The white truck forced him (he and Kristina were in a rented Deux Chevaux!) to a stop in the middle of the road, there alone, and as two men got out of their truck:

    "They're going to kill us now," Kristina said, staring straight out at them.

    "Yes," I said, "I think they are," Or I said something like that --- something movie-ish and grave sounding.

And he started to walk towards them, with only a coke bottle to hold onto as he got out of the car.

"What's wrong with you?" one of the two men shouted at me in French . . . "You're scaring us to death," I shouted at them in French. Both men coming towards him started laughing. I wasn't laughing. I was angry. But I was more afraid than angry . . . They shot you while you were holding a big Coke bottle in your hand, then went and had a nice lunch.

"Why won't you let us sell you some kief?" the one man said. The driver. "That's all we want to do. It's what we do for a living. You won't let us do what we do." He's begun speaking English now and seemed --- they both did --- extremely good-natured and agreeable."

§   §   §

Some of the best articles here are by writers we've never heard of before. Ann Pritchett has a dandy piece on her first trip to Europe when she was nineteen, where she and her friend were knocked out by a stark Parisian beauty, a tall waitress in a crêpe restaurant with a tattoo of "a clutch of flowers" on her back. That's it: Ann and Marti immediately decide they are going to get a tattoo --- Ann a black and white cow on her biceps, Marti a fish, "a little fish on the shoulder blade."

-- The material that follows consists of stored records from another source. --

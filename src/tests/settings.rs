//! Settings that change request and response behaviour during dispatch.

use super::{send, send_request, send_with_headers, test_app};
use crate::{Application, Request, Response, handler};
use axum::{body::Body, extract::ConnectInfo};
use http::{Method, StatusCode};
use serde_json::json;
use std::net::SocketAddr;

/// A request arriving from `peer` with the given headers.
fn from_peer(peer: &str, uri: &str, headers: &[(&str, &str)]) -> http::Request<Body> {
    let mut builder = http::Request::builder().uri(uri);
    for (name, value) in headers {
        builder = builder.header(*name, *value);
    }
    let mut request = builder.body(Body::empty()).unwrap();
    let addr: SocketAddr = peer.parse().unwrap();
    request.extensions_mut().insert(ConnectInfo(addr));
    request
}

fn client_info_app() -> Application {
    let app = test_app();
    app.get("/", handler(|req: Request, res: Response| async move {
        res.json(&json!({
            "ip": req.ip(),
            "ips": req.ips(),
            "protocol": req.protocol(),
            "secure": req.secure(),
            "hostname": req.hostname(),
        }))
    }))
    .unwrap();
    app
}

const FORWARDED: &[(&str, &str)] = &[
    ("x-forwarded-for", "203.0.113.9, 10.0.0.1"),
    ("x-forwarded-proto", "https"),
    ("x-forwarded-host", "public.example.com"),
    ("host", "internal:8080"),
];

#[tokio::test]
async fn proxies_are_untrusted_by_default() {
    let app = client_info_app();
    let res = send_request(&app, from_peer("127.0.0.1:4000", "/", FORWARDED)).await;
    assert_eq!(
        res.json(),
        json!({
            "ip": "127.0.0.1",
            "ips": [],
            "protocol": "http",
            "secure": false,
            "hostname": "internal",
        })
    );
}

#[tokio::test]
async fn trusted_ranges_stop_at_first_untrusted_hop() {
    let app = client_info_app();
    app.set("trust proxy", "loopback").unwrap();

    let res = send_request(&app, from_peer("127.0.0.1:4000", "/", FORWARDED)).await;
    let body = res.json();
    assert_eq!(body["ip"], "10.0.0.1");
    assert_eq!(body["ips"], json!(["10.0.0.1"]));
    assert_eq!(body["protocol"], "https");
    assert_eq!(body["secure"], true);
    assert_eq!(body["hostname"], "public.example.com");

    app.set("trust proxy", json!(["loopback", "uniquelocal"])).unwrap();
    let res = send_request(&app, from_peer("127.0.0.1:4000", "/", FORWARDED)).await;
    let body = res.json();
    assert_eq!(body["ip"], "203.0.113.9");
    assert_eq!(body["ips"], json!(["203.0.113.9", "10.0.0.1"]));
}

#[tokio::test]
async fn hop_count_trust() {
    let app = client_info_app();
    app.set("trust proxy", 1).unwrap();

    let res = send_request(&app, from_peer("192.0.2.1:4000", "/", FORWARDED)).await;
    assert_eq!(res.json()["ip"], "10.0.0.1");
}

#[tokio::test]
async fn json_spaces_and_escape() {
    let app = test_app();
    app.get("/", handler(|_req: Request, res: Response| async move {
        res.json(&json!({ "html": "<b>" }))
    }))
    .unwrap();

    assert_eq!(send(&app, Method::GET, "/").await.body, r#"{"html":"<b>"}"#);

    app.set("json spaces", 2).unwrap();
    app.enable("json escape").unwrap();
    assert_eq!(
        send(&app, Method::GET, "/").await.body,
        "{\n  \"html\": \"\\u003cb\\u003e\"\n}"
    );
}

#[tokio::test]
async fn jsonp_callback_name() {
    let app = test_app();
    app.set("jsonp callback name", "cb").unwrap();
    app.get("/", handler(|_req: Request, res: Response| async move {
        res.jsonp(&json!({ "ok": true }))
    }))
    .unwrap();

    let res = send(&app, Method::GET, "/?cb=handle").await;
    assert_eq!(res.header("content-type"), Some("text/javascript; charset=utf-8"));
    assert_eq!(
        res.body,
        r#"/**/ typeof handle === 'function' && handle({"ok":true});"#
    );

    let res = send(&app, Method::GET, "/?callback=ignored").await;
    assert_eq!(res.body, r#"{"ok":true}"#);
}

#[tokio::test]
async fn etag_modes() {
    let app = test_app();
    app.get("/", handler(|_req: Request, res: Response| async move { res.send("body") }))
        .unwrap();

    let weak = send(&app, Method::GET, "/").await;
    assert!(weak.header("etag").unwrap().starts_with("W/\""));

    app.set("etag", "strong").unwrap();
    let strong = send(&app, Method::GET, "/").await;
    let tag = strong.header("etag").unwrap().to_string();
    assert!(tag.starts_with('"'));

    let cached = send_with_headers(&app, Method::GET, "/", &[("if-none-match", &tag)]).await;
    assert_eq!(cached.status, StatusCode::NOT_MODIFIED);

    app.disable("etag").unwrap();
    assert!(send(&app, Method::GET, "/").await.header("etag").is_none());
}

#[tokio::test]
async fn query_parser_modes() {
    let app = test_app();
    app.get("/", handler(|req: Request, res: Response| async move { res.json(&req.query()) }))
        .unwrap();
    let uri = "/?user%5Bname%5D=ann&tags%5B%5D=a&tags%5B%5D=b";

    assert_eq!(
        send(&app, Method::GET, uri).await.json(),
        json!({ "user": { "name": "ann" }, "tags": ["a", "b"] })
    );

    app.set("query parser", "simple").unwrap();
    assert_eq!(
        send(&app, Method::GET, uri).await.json(),
        json!({ "user[name]": "ann", "tags[]": ["a", "b"] })
    );

    app.set("query parser", false).unwrap();
    assert_eq!(send(&app, Method::GET, uri).await.json(), json!({}));
}

#[tokio::test]
async fn subdomain_offset() {
    let app = test_app();
    app.get("/", handler(|req: Request, res: Response| async move { res.json(&req.subdomains()) }))
        .unwrap();
    let headers = [("host", "tobi.ferrets.example.com")];

    let res = send_with_headers(&app, Method::GET, "/", &headers).await;
    assert_eq!(res.json(), json!(["ferrets", "tobi"]));

    app.set("subdomain offset", 3).unwrap();
    let res = send_with_headers(&app, Method::GET, "/", &headers).await;
    assert_eq!(res.json(), json!(["tobi"]));
}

But this is 1983 when tattoos were not the order of the day for young ladies. Especially tattoos of cows. Still, "Qui vous a donné cet tatouage?" they ask, to which that lovely tall thin Parisian lady replies archly, "Rub-on."

Another of the best here is Suzanne Joinson in Sana'a, Yemen, "a place famous for regular kidnappings and for operating entirely outside the sphere of 'Western law.'" Her flight to Oman is cancelled, and rather than wait in Sana'a, she is offered by her hosts a week on the island of Socotra. Which she has never heard of. Me neither.

The best of it is the island, which is very weird: "There are cactus-like plants straight from Star Trek, and the most insane-looking trunks, like a child's drawing: thick, twisted, as if made from Play-Doh, poking from rocks apparently needing no soil to grow. Out of their tops are the strangest blooming pink flower." But it's not the island alone that gets to her (and her loving reader). It is her thoughts. Here she writes about (and reminds one of) Freya Stark.

Stark wrote some exquisite travel books about the very places that Joinson is now exploring. In her adventures from back then Stark would not only tell you what was going on around her, she would also let you in on what was bubbling around in her head. Her acute observations put you right there. Thus, we got the gift of traveling with a first-rate new friend to an exotic place at a time when English ladies were expected to stay at home and tat. This on Stark's seeing the Persian Gulf for the first time:

    It is green in the twilight, with a salty smell: it is genuine sea. It throws up a dust of glistening shells for sand, and at its edge are tufts of rushes. It lives in an immense and happy loneliness.

In this book, Suzanne Joinson has the same gift of taking us with her, but more, of making the reader complicit in her journey. This is what comes to her as we drift off to sleep on the beach on the island of Socotra,

    The island is known as the home of the Phoenix, and as I close my eyes in the evening peace, the myth seems entirely feasible.

"A feeling comes upon me that at first I barely recognize. Or rather, the familiar feeling that plagues me --- of ties to home loosened to a degree that I am permanently untethered --- is, at this moment, dislodged. In its place is happiness --- a rare, almost impersonal emotion, like a line of moonlight that has accidentally glanced this way, nothing to do with the earth itself."

    And what I learn is this: there are places in the world where one feels new, young, and alive again. Where plants grow without soil. Rocks exist in formations that make no sense. Trees are made from dragon's blood and their trunks have healing properties. It is possible to feel connected to sand that is a mysterious mustard-yellow color and to pick a flower that has no name.